### Exercise details
Type out every entry again, character for character.

### Supplied entries
Content starts

//! Render graph executor

use crate::backend::traits::*;
use crate::backend::types::*;
use crate::render_graph::graph::*;
use crate::render_graph::pass::*;
use crate::render_graph::resource::*;
use crate::renderer::GpuScene;
use std::collections::HashMap;

/// Executor for running the compiled render graph
pub struct RenderGraphExecutor {
    /// Allocated textures mapped by resource ID
    allocated_textures: HashMap<ResourceId, AllocatedTexture>,

    /// External texture views (like swapchain)
    external_views: HashMap<ResourceId, TextureViewHandle>,
}

impl RenderGraphExecutor {
    pub fn new() -> Self {
        Self {
            allocated_textures: HashMap::new(),
            external_views: HashMap::new(),
        }
    }

    /// Set an external texture view (e.g., swapchain image)
    pub fn set_external_view(&mut self, resource: ResourceId, view: TextureViewHandle) {
        self.external_views.insert(resource, view);
    }

    /// Texture allocated for a resource, if any
    pub fn texture(&self, resource: ResourceId) -> Option<AllocatedTexture> {
        self.allocated_textures.get(&resource).copied()
    }

    /// Allocate the textures the compiled graph uses
    pub fn allocate_resources(
        &mut self,
        graph: &RenderGraph,
        compiled: &CompiledGraph,
        backend: &mut dyn GraphicsBackend,
    ) -> BackendResult<()> {
        for resource in graph.resources() {
            match resource {
                VirtualResource::Texture(tex) => {
                    if self.allocated_textures.contains_key(&tex.id) {
                        continue;
                    }
                    if !compiled.resource_lifetimes.contains_key(&tex.id) {
                        log::debug!("Render graph: '{}' is never used, not allocating", tex.name);
                        continue;
                    }
                    let texture = backend.create_texture(&tex.desc)?;
                    let view = backend.create_texture_view(texture)?;
                    log::trace!(
                        "Render graph: allocated '{}' {}x{} {:?}",
                        tex.name,
                        tex.desc.width,
                        tex.desc.height,
                        tex.desc.format
                    );
                    self.allocated_textures.insert(
                        tex.id,
                        AllocatedTexture {
                            texture,
                            view,
                            format: tex.desc.format,
                            width: tex.desc.width,
                            height: tex.desc.height,
                        },
                    );
                }
                VirtualResource::External { .. } => {
                    // External resources are set via set_external_view
                }
            }
        }

        Ok(())
    }

    /// Let every pass create its pipelines and bind groups
    pub fn prepare(
        &self,
        graph: &mut RenderGraph,
        backend: &mut dyn GraphicsBackend,
        gpu: &GpuScene,
        surface_format: TextureFormat,
    ) -> GraphResult<()> {
        for pass in graph.passes_mut() {
            let name = pass.name().to_string();
            let mut ctx = PassPrepareContext {
                backend: &mut *backend,
                gpu,
                surface_format,
                pass_name: &name,
                textures: &self.allocated_textures,
            };
            pass.prepare(&mut ctx)?;
        }
        Ok(())
    }

    /// Execute the render graph
    pub fn execute(
        &self,
        graph: &RenderGraph,
        compiled: &CompiledGraph,
        backend: &mut dyn GraphicsBackend,
        gpu: &GpuScene,
        width: u32,
        height: u32,
    ) -> GraphResult<()> {
        for &pass_id in &compiled.pass_order {
            let Some(pass) = graph.get_pass(pass_id) else {
                return Err(GraphError::UnknownPass(pass_id));
            };
            log::trace!("Render graph: executing '{}'", pass.name());

            let mut ctx = PassExecuteContext {
                backend: &mut *backend,
                gpu,
                width,
                height,
                pass_name: pass.name(),
                textures: &self.allocated_textures,
                external_views: &self.external_views,
            };

            pass.execute(&mut ctx)?;
        }
        Ok(())
    }

    /// Release pass objects and destroy allocated textures
    pub fn cleanup(&mut self, graph: &mut RenderGraph, backend: &mut dyn GraphicsBackend) {
        graph.release(backend);

        for (_, allocated) in self.allocated_textures.drain() {
            backend.destroy_texture_view(allocated.view);
            backend.destroy_texture(allocated.texture);
        }

        self.external_views.clear();
    }
}

impl Default for RenderGraphExecutor {
    fn default() -> Self {
        Self::new()
    }
}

Content ends

### Task output
//! Render graph executor

use crate::backend::traits::*;
use crate::backend::types::*;
use crate::render_graph::graph::*;
use crate::render_graph::pass::*;
use crate::render_graph::resource::*;
use crate::renderer::GpuScene;
use std::collections::HashMap;

/// Executor for running the compiled render graph
pub struct RenderGraphExecutor {
    /// Allocated textures mapped by resource ID
    allocated_textures: HashMap<ResourceId, AllocatedTexture>,

    /// External texture views (like swapchain)
    external_views: HashMap<ResourceId, TextureViewHandle>,
}

impl RenderGraphExecutor {
    pub fn new() -> Self {
        Self {
            allocated_textures: HashMap::new(),
            external_views: HashMap::new(),
        }
    }

    /// Set an external texture view (e.g., swapchain image)
    pub fn set_external_view(&mut self, resource: ResourceId, view: TextureViewHandle) {
        self.external_views.insert(resource, view);
    }

    /// Texture allocated for a resource, if any
    pub fn texture(&self, resource: ResourceId) -> Option<AllocatedTexture> {
        self.allocated_textures.get(&resource).copied()
    }

    /// Allocate the textures the compiled graph uses
    pub fn allocate_resources(
        &mut self,
        graph: &RenderGraph,
        compiled: &CompiledGraph,
        backend: &mut dyn GraphicsBackend,
    ) -> BackendResult<()> {
        for resource in graph.resources() {
            match resource {
                VirtualResource::Texture(tex) => {
                    if self.allocated_textures.contains_key(&tex.id) {
                        continue;
                    }
                    if !compiled.resource_lifetimes.contains_key(&tex.id) {
                        log::debug!("Render graph: '{}' is never used, not allocating", tex.name);
                        continue;
                    }
                    let texture = backend.create_texture(&tex.desc)?;
                    let view = backend.create_texture_view(texture)?;
                    log::trace!(
                        "Render graph: allocated '{}' {}x{} {:?}",
                        tex.name,
                        tex.desc.width,
                        tex.desc.height,
                        tex.desc.format
                    );
                    self.allocated_textures.insert(
                        tex.id,
                        AllocatedTexture {
                            texture,
                            view,
                            format: tex.desc.format,
                            width: tex.desc.width,
                            height: tex.desc.height,
                        },
                    );
                }
                VirtualResource::External { .. } => {
                    // External resources are set via set_external_view
                }
            }
        }

        Ok(())
    }

    /// Let every pass create its pipelines and bind groups
    pub fn prepare(
        &self,
        graph: &mut RenderGraph,
        backend: &mut dyn GraphicsBackend,
        gpu: &GpuScene,
        surface_format: TextureFormat,
    ) -> GraphResult<()> {
        for pass in graph.passes_mut() {
            let name = pass.name().to_string();
            let mut ctx = PassPrepareContext {
                backend: &mut *backend,
                gpu,
                surface_format,
                pass_name: &name,
                textures: &self.allocated_textures,
            };
            pass.prepare(&mut ctx)?;
        }
        Ok(())
    }

    /// Execute the render graph
    pub fn execute(
        &self,
        graph: &RenderGraph,
        compiled: &CompiledGraph,
        backend: &mut dyn GraphicsBackend,
        gpu: &GpuScene,
        width: u32,
        height: u32,
    ) -> GraphResult<()> {
        for &pass_id in &compiled.pass_order {
            let Some(pass) = graph.get_pass(pass_id) else {
                return Err(GraphError::UnknownPass(pass_id));
            };
            log::trace!("Render graph: executing '{}'", pass.name());

            let mut ctx = PassExecuteContext {
                backend: &mut *backend,
                gpu,
                width,
                height,
                pass_name: pass.name(),
                textures: &self.allocated_textures,
                external_views: &self.external_views,
            };

            pass.execute(&mut ctx)?;
        }
        Ok(())
    }

    /// Release pass objects and destroy allocated textures
    pub fn cleanup(&mut self, graph: &mut RenderGraph, backend: &mut dyn GraphicsBackend) {
        graph.release(backend);

        for (_, allocated) in self.allocated_textures.drain() {
            backend.destroy_texture_view(allocated.view);
            backend.destroy_texture(allocated.texture);
        }

        self.external_views.clear();
    }
}

impl Default for RenderGraphExecutor {
    fn default() -> Self {
        Self::new()
    }
}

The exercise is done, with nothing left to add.